Remember that a testator may refer to a list of tangible personal property in his will. The list is valid if the testator personally signs the list, answer A; only includes tangible personal property, answer B; and describes the property and beneficiaries with reasonable certainty, answer C. Thus, answer E, all of the above, is correct.
Christina executes a will containing the following terms: (1) “I bequeath $10,000 to each of my children who are alive at the time of my death”; (2) “I bequeath all of my antique coins in my collection to my cousin Sarah”; and (3) “I bequeath 10 acres of my land to each of the people that I shall name on my deathbed as beneficiaries.”
Which of the above terms are valid?
A.) (2) only B.) (1) and (2) C.) (2) and (3) D.) (1), (2), and (3) E.) None of the above
B.) (1) and (2)
Remember that the acts of independent significance doctrine provides that a will may dispose of property by reference to non-testamentary acts and events unrelated to the will.

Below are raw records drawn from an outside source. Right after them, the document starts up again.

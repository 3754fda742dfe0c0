// Write each ingested batch to its own ND-JSON file named
// `<prefix>_<YYYY-MM-DD>_<sequence>.log`. The sequence restarts at 1 when the
// UTC date moves forward and always skips names that already exist on disk, so
// concurrent flushes and leftovers from a previous run never collide. Names
// already taken in object storage are handled by `relocate`.

use crate::domain::{Batch, LogEntry};
use crate::error::IngestError;
use chrono::{NaiveDate, Utc};
use std::io::ErrorKind;
use std::path::PathBuf;
use tokio::fs::{File, OpenOptions};
use tokio::io::AsyncWriteExt;
use tokio::sync::Mutex;
use tracing::{debug, warn};

pub const DEFAULT_FILE_PREFIX: &str = "logaggregator";

/// A batch file that has been fully written to local storage.
#[derive(Debug, Clone, PartialEq, Eq)]
pub struct BatchFile {
    pub path: PathBuf,
    pub name: String,
    pub date: NaiveDate,
    pub sequence: u64,
    pub entries: usize,
}

/// Last observed UTC date and the next suffix to try for it.
struct Sequence {
    date: Option<NaiveDate>,
    next: u64,
}

impl Sequence {
    /// Move to `date` and return the date names are issued under. The
    /// remembered date never moves backwards, so a late caller holding an
    /// older date cannot restart a day that already handed out names.
    fn roll_to(&mut self, date: NaiveDate) -> NaiveDate {
        match self.date {
            Some(current) if current >= date => current,
            _ => {
                self.date = Some(date);
                self.next = 1;
                date
            }
        }
    }
}

pub struct BatchWriter {
    directory: PathBuf,
    prefix: String,
    sequence: Mutex<Sequence>,
}

impl BatchWriter {
    /// Create the writer, creating `directory` if it does not exist yet.
    pub async fn new(
        directory: impl Into<PathBuf>,
        prefix: impl Into<String>,
    ) -> Result<Self, IngestError> {
        let directory = directory.into();
        tokio::fs::create_dir_all(&directory)
            .await
            .map_err(|e| IngestError::io(&directory, e))?;

        Ok(Self {
            directory,
            prefix: prefix.into(),
            sequence: Mutex::new(Sequence { date: None, next: 1 }),
        })
    }

    pub fn file_name(&self, date: NaiveDate, sequence: u64) -> String {
        format!("{}_{}_{}.log", self.prefix, date.format("%Y-%m-%d"), sequence)
    }

    /// Write `entries` to the next free file name for the current UTC date.
    /// The date is read after the lock is taken.
    pub async fn flush(&self, entries: &[LogEntry]) -> Result<BatchFile, IngestError> {
        let batch = self.render(entries)?;
        let mut sequence = self.sequence.lock().await;
        let today = sequence.roll_to(Utc::now().date_naive());
        self.write_next(&mut sequence, today, &batch).await
    }

    /// Same as [`flush`](Self::flush) with an explicit date.
    pub async fn flush_on(
        &self,
        today: NaiveDate,
        entries: &[LogEntry],
    ) -> Result<BatchFile, IngestError> {
        let batch = self.render(entries)?;
        let mut sequence = self.sequence.lock().await;
        let today = sequence.roll_to(today);
        self.write_next(&mut sequence, today, &batch).await
    }

    /// Move `file` to the next free name of its date after that name turned
    /// out to be taken in object storage. Later flushes of the same date
    /// continue past the new name.
    pub async fn relocate(&self, file: &BatchFile) -> Result<BatchFile, IngestError> {
        let mut sequence = self.sequence.lock().await;
        let mut number = file.sequence + 1;
        if sequence.date == Some(file.date) {
            number = number.max(sequence.next);
        }

        loop {
            let name = self.file_name(file.date, number);
            let path = self.directory.join(&name);

            // hard_link refuses an existing target, unlike rename.
            match tokio::fs::hard_link(&file.path, &path).await {
                Ok(()) => {}
                Err(e) if e.kind() == ErrorKind::AlreadyExists => {
                    number += 1;
                    continue;
                }
                Err(e) => return Err(IngestError::io(path, e)),
            }

            if sequence.date == Some(file.date) {
                sequence.next = number + 1;
            }
            if let Err(e) = tokio::fs::remove_file(&file.path).await {
                warn!(file = %file.name, "Failed to remove relocated batch file: {e}");
            }

            debug!(from = %file.name, to = %name, "Batch file renamed");
            return Ok(BatchFile {
                path,
                name,
                date: file.date,
                sequence: number,
                entries: file.entries,
            });
        }
    }

    fn render(&self, entries: &[LogEntry]) -> Result<Batch, IngestError> {
        Batch::render(entries).map_err(|e| IngestError::io(&self.directory, e.into()))
    }

    // Caller holds the sequence lock for name selection and the write.
    async fn write_next(
        &self,
        sequence: &mut Sequence,
        today: NaiveDate,
        batch: &Batch,
    ) -> Result<BatchFile, IngestError> {
        loop {
            let number = sequence.next;
            let name = self.file_name(today, number);
            let path = self.directory.join(&name);

            let mut file = match OpenOptions::new()
                .write(true)
                .create_new(true)
                .open(&path)
                .await
            {
                Ok(file) => file,
                Err(e) if e.kind() == ErrorKind::AlreadyExists => {
                    debug!(file = %name, "Batch file name taken, advancing sequence");
                    sequence.next += 1;
                    continue;
                }
                Err(e) => return Err(IngestError::io(path, e)),
            };

            sequence.next += 1;

            if let Err(e) = write_batch(&mut file, batch).await {
                drop(file);
                if let Err(remove_err) = tokio::fs::remove_file(&path).await {
                    warn!(file = %name, "Failed to remove partially written batch file: {remove_err}");
                }
                return Err(IngestError::io(path, e));
            }

            debug!(file = %name, entries = batch.entry_count(), "Batch file written");
            return Ok(BatchFile {
                path,
                name,
                date: today,
                sequence: number,
                entries: batch.entry_count(),
            });
        }
    }
}

async fn write_batch(file: &mut File, batch: &Batch) -> std::io::Result<()> {
    file.write_all(batch.as_bytes()).await?;
    file.flush().await?;
    file.sync_data().await
}

#[cfg(test)]
mod tests {
    use super::*;
    use crate::domain::NewLogEntry;
    use std::collections::HashSet;
    use std::sync::Arc;
    use tempfile::TempDir;

    fn entry(message: &str) -> LogEntry {
        LogEntry::try_from(NewLogEntry {
            origin_ip: "127.0.0.1".into(),
            application_id: "4109".into(),
            date: "2025-03-15".into(),
            time: "01:56:59".into(),
            client_ip: "127.0.0.1".into(),
            level: "INFO".into(),
            method: "get_dns".into(),
            component: "server.py".into(),
            message: message.into(),
        })
        .unwrap()
    }

    fn day(d: u32) -> NaiveDate {
        NaiveDate::from_ymd_opt(2025, 3, d).unwrap()
    }

    #[tokio::test]
    async fn test_nth_flush_of_the_day_gets_suffix_n() {
        let temp_dir = TempDir::new().unwrap();
        let writer = BatchWriter::new(temp_dir.path(), "logaggregator").await.unwrap();

        for expected in 1..=3u64 {
            let file = writer.flush_on(day(15), &[entry("x")]).await.unwrap();
            assert_eq!(file.sequence, expected);
            assert_eq!(file.name, format!("logaggregator_2025-03-15_{expected}.log"));
            assert!(file.path.exists());
        }
    }

    #[tokio::test]
    async fn test_file_contains_ndjson_body() {
        let temp_dir = TempDir::new().unwrap();
        let writer = BatchWriter::new(temp_dir.path(), "logs").await.unwrap();

        let file = writer
            .flush_on(day(15), &[entry("one"), entry("two")])
            .await
            .unwrap();

        let content = std::fs::read_to_string(&file.path).unwrap();
        let lines: Vec<serde_json::Value> = content
            .lines()
            .map(|l| serde_json::from_str(l).unwrap())
            .collect();
        assert_eq!(file.entries, 2);
        assert_eq!(lines.len(), 2);
        assert_eq!(lines[0]["message"], "one");
        assert_eq!(lines[1]["message"], "two");
    }

    #[tokio::test]
    async fn test_existing_files_are_skipped() {
        let temp_dir = TempDir::new().unwrap();
        std::fs::write(temp_dir.path().join("logs_2025-03-15_1.log"), "stale").unwrap();
        std::fs::write(temp_dir.path().join("logs_2025-03-15_2.log"), "stale").unwrap();
        let writer = BatchWriter::new(temp_dir.path(), "logs").await.unwrap();

        let file = writer.flush_on(day(15), &[entry("fresh")]).await.unwrap();

        assert_eq!(file.sequence, 3);
        let stale = std::fs::read_to_string(temp_dir.path().join("logs_2025-03-15_1.log")).unwrap();
        assert_eq!(stale, "stale");
    }

    #[tokio::test]
    async fn test_date_rollover_resets_sequence() {
        let temp_dir = TempDir::new().unwrap();
        let writer = BatchWriter::new(temp_dir.path(), "logs").await.unwrap();

        assert_eq!(writer.flush_on(day(15), &[entry("a")]).await.unwrap().sequence, 1);
        assert_eq!(writer.flush_on(day(15), &[entry("b")]).await.unwrap().sequence, 2);

        let next_day = writer.flush_on(day(16), &[entry("c")]).await.unwrap();
        assert_eq!(next_day.sequence, 1);
        assert_eq!(next_day.name, "logs_2025-03-16_1.log");
    }

    #[tokio::test]
    async fn test_late_flush_with_older_date_does_not_restart_the_day() {
        let temp_dir = TempDir::new().unwrap();
        let writer = BatchWriter::new(temp_dir.path(), "p").await.unwrap();

        let a = writer.flush_on(day(16), &[entry("a")]).await.unwrap();
        // Forwarded and cleaned up, so the name is free on disk again.
        std::fs::remove_file(&a.path).unwrap();
        let b = writer.flush_on(day(15), &[entry("b")]).await.unwrap();
        let c = writer.flush_on(day(16), &[entry("c")]).await.unwrap();

        assert_eq!(a.name, "p_2025-03-16_1.log");
        assert_eq!(b.name, "p_2025-03-16_2.log");
        assert_eq!(c.name, "p_2025-03-16_3.log");
    }

    #[tokio::test]
    async fn test_relocate_moves_file_past_taken_names() {
        let temp_dir = TempDir::new().unwrap();
        let writer = BatchWriter::new(temp_dir.path(), "logs").await.unwrap();
        let file = writer.flush_on(day(15), &[entry("moved")]).await.unwrap();
        std::fs::write(temp_dir.path().join("logs_2025-03-15_2.log"), "stale").unwrap();

        let moved = writer.relocate(&file).await.unwrap();

        assert_eq!(moved.name, "logs_2025-03-15_3.log");
        assert_eq!(moved.sequence, 3);
        assert!(!file.path.exists());
        assert!(std::fs::read_to_string(&moved.path).unwrap().contains("moved"));
        assert_eq!(
            std::fs::read_to_string(temp_dir.path().join("logs_2025-03-15_2.log")).unwrap(),
            "stale"
        );

        let next = writer.flush_on(day(15), &[entry("next")]).await.unwrap();
        assert_eq!(next.sequence, 4);
    }

    #[tokio::test]
    async fn test_concurrent_flushes_never_share_a_name() {
        let temp_dir = TempDir::new().unwrap();
        let writer = Arc::new(BatchWriter::new(temp_dir.path(), "logs").await.unwrap());

        let handles: Vec<_> = (0..32)
            .map(|i| {
                let writer = writer.clone();
                tokio::spawn(async move {
                    writer
                        .flush_on(day(15), &[entry(&format!("msg {i}"))])
                        .await
                        .unwrap()
                })
            })
            .collect();

        let mut names = HashSet::new();
        let mut sequences = Vec::new();
        for handle in handles {
            let file = handle.await.unwrap();
            sequences.push(file.sequence);
            assert!(names.insert(file.name));
        }
        sequences.sort_unstable();
        assert_eq!(sequences, (1..=32).collect::<Vec<u64>>());
        assert_eq!(std::fs::read_dir(temp_dir.path()).unwrap().count(), 32);
    }

    #[tokio::test]
    async fn test_two_writers_sharing_a_directory_do_not_overwrite() {
        let temp_dir = TempDir::new().unwrap();
        let first = BatchWriter::new(temp_dir.path(), "logs").await.unwrap();
        let second = BatchWriter::new(temp_dir.path(), "logs").await.unwrap();

        let a = first.flush_on(day(15), &[entry("a")]).await.unwrap();
        let b = second.flush_on(day(15), &[entry("b")]).await.unwrap();

        assert_ne!(a.name, b.name);
        assert_eq!(b.sequence, 2);
    }

    #[tokio::test]
    async fn test_unwritable_directory_is_io_error() {
        let temp_dir = TempDir::new().unwrap();
        let blocker = temp_dir.path().join("blocker");
        std::fs::write(&blocker, "not a directory").unwrap();

        let result = BatchWriter::new(blocker.join("logs"), "logs").await;

        assert!(matches!(result, Err(IngestError::Io { .. })));
    }
}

Here, terms (1) and (2) of Christina’s will are valid, because they refer to non-testamentary acts and events unrelated to the will, i.e., which of her children are alive and what coins are in her collection. However, term (3) invalidly refers to a testamentary act related to the will, i.e., Christina’s naming of beneficiaries for a testamentary purpose. Thus, only terms (1) and (2) are valid, and answer B is correct.
Which of the following is a requirement for a will to be revoked by presumption?
A.) The will was last held in the testator’s possession
B.) The will was unable to be found after the testator’s death
C.) The testator intended to revoke the will
D.) A and B
E.) All of the above
D.) A and B
Remember that a will is revoked by presumption if the document was last held in the testator’s possession, answer A, and unable to be found after the testator’s death, answer B. The testator’s intent, answer C, is not a requirement for revocation by presumption. Thus, answer D is correct.
To revoke a will, an individual may destroy the document in the testator’s conscious presence and at the testator’s direction.
T/F
True.
Remember that a testator may revoke a will by destroying the document. The testator may also direct another individual to destroy the document in the testator’s conscious presence and at the testator’s direction.